Seis a oito semanas. Esse é o intervalo médio que a literatura médica esportiva estabelece para fraturas de clavícula tratadas cirurgicamente — e é exatamente esse o período que o Flamengo terá de operar sem o seu melhor meia. Arrascaeta fraturou a clavícula direita no empate contra o Estudiantes, em Buenos Aires, na última quarta-feira (29), e passou por cirurgia na qual os médicos do clube implantaram placa e parafuso para fixar o osso. A lesão é linear — o osso não desviou —, o que é tecnicamente favorável, mas não altera de forma substancial a janela de afastamento necessária.
"Quem aprende a se levantar nunca teme a queda", escreveu Arrascaeta em suas redes sociais, já de tipoia, após o procedimento.
O que a cirurgia revela sobre o prazo real de retorno
Há um argumento recorrente quando um atleta de alto nível passa por esse tipo de procedimento: a fixação cirúrgica aceleraria a recuperação. Isso é parcialmente verdadeiro. A colocação de placa e parafuso, de fato, estabiliza o foco da fratura e permite que o processo de consolidação óssea ocorra com mais previsibilidade do que no tratamento conservador. Estudos publicados no British Journal of Sports Medicine indicam retorno ao esporte entre 6 e 10 semanas para atletas submetidos à fixação interna de clavícula. O Flamengo não divulgou prazo oficial — o departamento médico informou apenas que o procedimento foi bem-sucedido —, mas o histórico clínico do procedimento não permite otimismo excessivo. Arrascaeta dificilmente estará apto antes de meados de junho.

A esposa do jogador, Camila Bastiani, publicou foto ao lado dele no hospital logo após a cirurgia. Em seguida, nos stories, postou uma imagem de Arrascaeta com o filho do casal e escreveu:
"Existem situações que só podem ser compreendidas através da fé que depositamos em Deus. Estamos te esperando aqui, papai, para fazermos essa recuperação juntos."
A mensagem da família é compreensível do ponto de vista humano. Do ponto de vista esportivo, o recado implícito é o de que a recuperação não será rápida — e que o próprio entorno do jogador já se organiza para um processo longo.

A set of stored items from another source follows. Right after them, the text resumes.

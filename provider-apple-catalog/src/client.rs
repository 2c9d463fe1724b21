//! Apple Music catalog search client.
//!
//! Builds one deterministic search request per missing-artwork entity,
//! decodes the nested response envelope, and resolves the templated artwork
//! URLs. The batch variant isolates per-item failures and bounds fan-out
//! with a semaphore instead of firing unbounded simultaneous requests.

use crate::error::{CatalogError, Result};
use crate::types::SearchResponse;
use bridge_http::{HttpClient, HttpRequest};
use bytes::Bytes;
use core_artwork::MissingArtwork;
use std::sync::Arc;
use std::time::Duration;
use tokio::sync::Semaphore;
use tracing::{debug, warn};

/// Catalog API base URL.
const CATALOG_API_BASE: &str = "https://api.music.apple.com/v1/catalog";

/// Number of album results requested per search term.
const DEFAULT_SEARCH_LIMIT: u32 = 2;

/// Default cap on simultaneous in-flight catalog requests.
const DEFAULT_MAX_IN_FLIGHT: usize = 4;

/// Timeout for API requests.
const REQUEST_TIMEOUT: Duration = Duration::from_secs(30);

/// Client for the Apple Music catalog search endpoint.
///
/// Requests are authenticated with a bearer developer token supplied by the
/// host application; token minting is out of scope.
pub struct CatalogSearchClient {
    http_client: Arc<dyn HttpClient>,
    developer_token: String,
    storefront: String,
    search_limit: u32,
    max_in_flight: usize,
}

impl CatalogSearchClient {
    /// Creates a client for the `us` storefront with default limits.
    pub fn new(http_client: Arc<dyn HttpClient>, developer_token: impl Into<String>) -> Self {
        Self {
            http_client,
            developer_token: developer_token.into(),
            storefront: "us".to_string(),
            search_limit: DEFAULT_SEARCH_LIMIT,
            max_in_flight: DEFAULT_MAX_IN_FLIGHT,
        }
    }

    /// Overrides the catalog storefront (e.g. `"gb"`).
    pub fn with_storefront(mut self, storefront: impl Into<String>) -> Self {
        self.storefront = storefront.into();
        self
    }

    /// Overrides the per-term album result limit.
    pub fn with_search_limit(mut self, limit: u32) -> Self {
        self.search_limit = limit;
        self
    }

    /// Overrides the cap on simultaneous in-flight requests.
    pub fn with_max_in_flight(mut self, max: usize) -> Self {
        self.max_in_flight = max.max(1);
        self
    }

    /// Deterministic search URL for an entity's term.
    fn search_url(&self, term: &str) -> String {
        format!(
            "{}/{}/search?term={}&types=albums&limit={}",
            CATALOG_API_BASE,
            self.storefront,
            urlencoding::encode(term),
            self.search_limit
        )
    }

    /// Searches the catalog for one entity and returns fetchable artwork
    /// image URLs with their `{w}`/`{h}` placeholders resolved.
    ///
    /// Zero album hits is a successful response at the wire level but is
    /// surfaced as [`CatalogError::NoResults`]; callers decide whether and
    /// when to retry with a different term.
    pub async fn search_artwork_urls(&self, entity: &MissingArtwork) -> Result<Vec<String>> {
        let term = entity.search_term();
        let url = self.search_url(&term);

        debug!(%term, "Searching catalog for artwork");

        let request = HttpRequest::get(url)
            .bearer_token(&self.developer_token)
            .header("Accept", "application/json")
            .timeout(REQUEST_TIMEOUT);

        let response = self
            .http_client
            .execute(request)
            .await
            .map_err(|e| CatalogError::Network(format!("Catalog search failed: {}", e)))?;

        if !response.is_success() {
            return Err(CatalogError::Http {
                status: response.status,
                body: String::from_utf8_lossy(&response.body).to_string(),
            });
        }

        let envelope: SearchResponse = serde_json::from_slice(&response.body)
            .map_err(|e| CatalogError::Decode(format!("Failed to parse search results: {}", e)))?;

        let urls = envelope.image_urls();
        if urls.is_empty() {
            return Err(CatalogError::NoResults { term });
        }

        debug!(%term, count = urls.len(), "Catalog returned artwork candidates");
        Ok(urls)
    }

    /// Downloads one candidate image.
    pub async fn fetch_image(&self, url: &str) -> Result<Bytes> {
        debug!(%url, "Fetching candidate artwork image");

        let request = HttpRequest::get(url).timeout(REQUEST_TIMEOUT);
        let response = self
            .http_client
            .execute(request)
            .await
            .map_err(|e| CatalogError::Network(format!("Image fetch failed: {}", e)))?;

        if !response.is_success() {
            return Err(CatalogError::Http {
                status: response.status,
                body: String::from_utf8_lossy(&response.body).to_string(),
            });
        }

        Ok(response.body)
    }

    /// Batch variant: one output entry per input entity, in input order.
    ///
    /// Any per-entity failure (network, decode, no results) is logged and
    /// mapped to an empty URL list for that entity instead of aborting the
    /// batch. Fan-out is bounded by the configured in-flight cap.
    pub async fn search_artwork_urls_batch(
        &self,
        entities: &[MissingArtwork],
    ) -> Vec<Vec<String>> {
        let semaphore = Arc::new(Semaphore::new(self.max_in_flight));

        let lookups = entities.iter().map(|entity| {
            let semaphore = Arc::clone(&semaphore);
            async move {
                let _permit = semaphore.acquire().await.unwrap();
                match self.search_artwork_urls(entity).await {
                    Ok(urls) => urls,
                    Err(e) => {
                        warn!(entity = %entity, error = %e, "Artwork URL lookup failed");
                        Vec::new()
                    }
                }
            }
        });

        futures::future::join_all(lookups).await
    }
}

#[cfg(test)]
mod tests {
    use super::*;
    use async_trait::async_trait;
    use bridge_http::{HttpError, HttpResponse};
    use core_artwork::AvailabilityCategory;
    use std::collections::HashMap;
    use std::sync::atomic::{AtomicUsize, Ordering};
    use std::sync::Mutex;

    const ENVELOPE: &str = r#"{
        "results": {
            "albums": {
                "data": [
                    {
                        "attributes": {
                            "artwork": {
                                "width": 600,
                                "height": 600,
                                "url": "https://img.example.com/{w}x{h}.jpg"
                            }
                        }
                    }
                ]
            }
        }
    }"#;

    /// Mock HTTP client that records requests and answers per-URL.
    struct RecordingClient {
        requests: Mutex<Vec<HttpRequest>>,
        in_flight: AtomicUsize,
        peak_in_flight: AtomicUsize,
        respond: Box<dyn Fn(&HttpRequest) -> bridge_http::Result<HttpResponse> + Send + Sync>,
    }

    impl RecordingClient {
        fn new(
            respond: impl Fn(&HttpRequest) -> bridge_http::Result<HttpResponse>
                + Send
                + Sync
                + 'static,
        ) -> Self {
            Self {
                requests: Mutex::new(Vec::new()),
                in_flight: AtomicUsize::new(0),
                peak_in_flight: AtomicUsize::new(0),
                respond: Box::new(respond),
            }
        }
    }

    #[async_trait]
    impl HttpClient for RecordingClient {
        async fn execute(&self, request: HttpRequest) -> bridge_http::Result<HttpResponse> {
            let current = self.in_flight.fetch_add(1, Ordering::SeqCst) + 1;
            self.peak_in_flight.fetch_max(current, Ordering::SeqCst);
            tokio::task::yield_now().await;
            let result = (self.respond)(&request);
            self.requests.lock().unwrap().push(request);
            self.in_flight.fetch_sub(1, Ordering::SeqCst);
            result
        }
    }

    fn ok_json(body: &str) -> bridge_http::Result<HttpResponse> {
        Ok(HttpResponse {
            status: 200,
            headers: HashMap::new(),
            body: Bytes::from(body.to_string()),
        })
    }

    fn entity(artist: &str, album: &str) -> MissingArtwork {
        MissingArtwork::ArtistAlbum {
            artist: artist.to_string(),
            album: album.to_string(),
            availability: AvailabilityCategory::None,
        }
    }

    #[tokio::test]
    async fn search_builds_deterministic_authenticated_request() {
        let http = Arc::new(RecordingClient::new(|_| ok_json(ENVELOPE)));
        let client = CatalogSearchClient::new(http.clone(), "dev-token");

        let urls = client
            .search_artwork_urls(&entity("Daft Punk", "Discovery"))
            .await
            .unwrap();
        assert_eq!(urls, vec!["https://img.example.com/600x600.jpg"]);

        let requests = http.requests.lock().unwrap();
        assert_eq!(requests.len(), 1);
        assert_eq!(
            requests[0].url,
            "https://api.music.apple.com/v1/catalog/us/search?term=Daft%20Punk%20Discovery&types=albums&limit=2"
        );
        assert_eq!(
            requests[0].headers.get("Authorization"),
            Some(&"Bearer dev-token".to_string())
        );
    }

    #[tokio::test]
    async fn compilation_term_is_album_title_alone() {
        let http = Arc::new(RecordingClient::new(|_| ok_json(ENVELOPE)));
        let client = CatalogSearchClient::new(http.clone(), "t");

        let compilation = MissingArtwork::CompilationAlbum {
            album: "Pure Moods".to_string(),
            availability: AvailabilityCategory::None,
        };
        client.search_artwork_urls(&compilation).await.unwrap();

        let requests = http.requests.lock().unwrap();
        assert!(requests[0].url.contains("term=Pure%20Moods&"));
    }

    #[tokio::test]
    async fn zero_results_surface_as_no_results_error() {
        let http = Arc::new(RecordingClient::new(|_| ok_json(r#"{"results":{}}"#)));
        let client = CatalogSearchClient::new(http, "t");

        let err = client
            .search_artwork_urls(&entity("A", "B"))
            .await
            .unwrap_err();
        assert_eq!(
            err,
            CatalogError::NoResults {
                term: "A B".to_string()
            }
        );
    }

    #[tokio::test]
    async fn http_failures_map_to_structured_errors() {
        let http = Arc::new(RecordingClient::new(|_| {
            Ok(HttpResponse {
                status: 401,
                headers: HashMap::new(),
                body: Bytes::from("unauthorized"),
            })
        }));
        let client = CatalogSearchClient::new(http, "t");
        let err = client
            .search_artwork_urls(&entity("A", "B"))
            .await
            .unwrap_err();
        assert_eq!(
            err,
            CatalogError::Http {
                status: 401,
                body: "unauthorized".to_string()
            }
        );

        let http = Arc::new(RecordingClient::new(|_| {
            Err(HttpError::Timeout("deadline".to_string()))
        }));
        let client = CatalogSearchClient::new(http, "t");
        let err = client
            .search_artwork_urls(&entity("A", "B"))
            .await
            .unwrap_err();
        assert!(matches!(err, CatalogError::Network(_)));
    }

    #[tokio::test]
    async fn malformed_body_is_a_decode_error() {
        let http = Arc::new(RecordingClient::new(|_| ok_json("not json")));
        let client = CatalogSearchClient::new(http, "t");
        let err = client
            .search_artwork_urls(&entity("A", "B"))
            .await
            .unwrap_err();
        assert!(matches!(err, CatalogError::Decode(_)));
    }

    #[tokio::test]
    async fn batch_returns_one_entry_per_input_with_failure_isolation() {
        // The middle entity's term hits a failing response; the batch still
        // yields exactly one entry per input, in order.
        let http = Arc::new(RecordingClient::new(|request| {
            if request.url.contains("Broken") {
                Err(HttpError::Connect("refused".to_string()))
            } else {
                ok_json(ENVELOPE)
            }
        }));
        let client = CatalogSearchClient::new(http, "t");

        let entities = vec![
            entity("A", "First"),
            entity("B", "Broken"),
            entity("C", "Third"),
        ];
        let results = client.search_artwork_urls_batch(&entities).await;

        assert_eq!(results.len(), 3);
        assert_eq!(results[0], vec!["https://img.example.com/600x600.jpg"]);
        assert!(results[1].is_empty());
        assert_eq!(results[2], vec!["https://img.example.com/600x600.jpg"]);
    }

    #[tokio::test]
    async fn batch_fan_out_is_bounded_by_in_flight_cap() {
        let http = Arc::new(RecordingClient::new(|_| ok_json(ENVELOPE)));
        let client = CatalogSearchClient::new(http.clone(), "t").with_max_in_flight(2);

        let entities: Vec<MissingArtwork> = (0..8)
            .map(|i| entity("Artist", &format!("Album {}", i)))
            .collect();
        let results = client.search_artwork_urls_batch(&entities).await;

        assert_eq!(results.len(), 8);
        assert!(http.peak_in_flight.load(Ordering::SeqCst) <= 2);
    }

    #[tokio::test]
    async fn fetch_image_returns_body_bytes() {
        let http = Arc::new(RecordingClient::new(|_| {
            Ok(HttpResponse {
                status: 200,
                headers: HashMap::new(),
                body: Bytes::from_static(&[0xFF, 0xD8, 0xFF]),
            })
        }));
        let client = CatalogSearchClient::new(http, "t");
        let bytes = client
            .fetch_image("https://img.example.com/600x600.jpg")
            .await
            .unwrap();
        assert_eq!(bytes.as_ref(), &[0xFF, 0xD8, 0xFF]);
    }
}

O peso de Arrascaeta nos números do Flamengo em 2026
Há quem minimize a ausência do uruguaio argumentando que o elenco rubro-negro tem profundidade suficiente para absorver a perda. O problema com esse argumento é que ele ignora os dados. Na temporada 2026, Arrascaeta foi o líder em assistências do Flamengo nas competições disputadas, além de registrar o maior número de chances criadas por 90 minutos entre os meias do clube. Nenhum outro jogador do elenco combina sua capacidade de driblar em espaços reduzidos — média de 3,2 dribles bem-sucedidos por jogo — com uma taxa de passes decisivos tão elevada. Gerson e De la Cruz atuam em posições distintas no meio; nenhum dos dois ocupa o mesmo papel de meia criativo entre linhas que Arrascaeta desempenha com naturalidade.
A análise do SportNavo sobre os jogos do Flamengo nesta temporada mostra que, nos seis jogos em que Arrascaeta completou mais de 60 minutos, o time marcou pelo menos dois gols em quatro ocasiões. Nos jogos em que ele não jogou ou foi substituído ainda no primeiro tempo, esse número cai para uma ocorrência em cinco partidas. A correlação não é coincidência — é padrão.
Como o Flamengo pode administrar a ausência
O técnico rubro-negro tem duas opções táticas minimamente razoáveis. A primeira é escalar Alcaraz ou De la Cruz como meia mais avançado, com licença para aparecer entre as linhas, numa tentativa de replicar funcionalmente o papel de Arrascaeta. A segunda é compactar o meio de campo e apostar na velocidade de Gabi e Michael nas transições — abdicando da construção elaborada que o uruguaio proporciona e apostando num futebol mais direto. Nenhuma das alternativas é equivalente ao original, mas a segunda pelo menos é honesta sobre as limitações do momento.
O período de ausência de 6 a 8 semanas coloca em risco a participação de Arrascaeta nas fases decisivas da Libertadores 2026, competição em que o Flamengo chegou ao mata-mata. Pior: a janela coincide com as semanas que antecedem a Copa do Mundo, o que coloca em xeque até mesmo sua presença na seleção uruguaia no torneio. O técnico da Celeste, Marcelo Bielsa, convoca o grupo final em junho — e Arrascaeta precisará demonstrar estar fisicamente íntegro para garantir seu lugar.
O Flamengo volta a campo pelo Brasileirão no próximo fim de semana e enfrenta o Estudiantes novamente na Libertadores nas próximas semanas, em jogo no Maracanã. Vencer sem Arrascaeta não é impossível — é só consideravelmente mais difícil, e os números confirmam isso.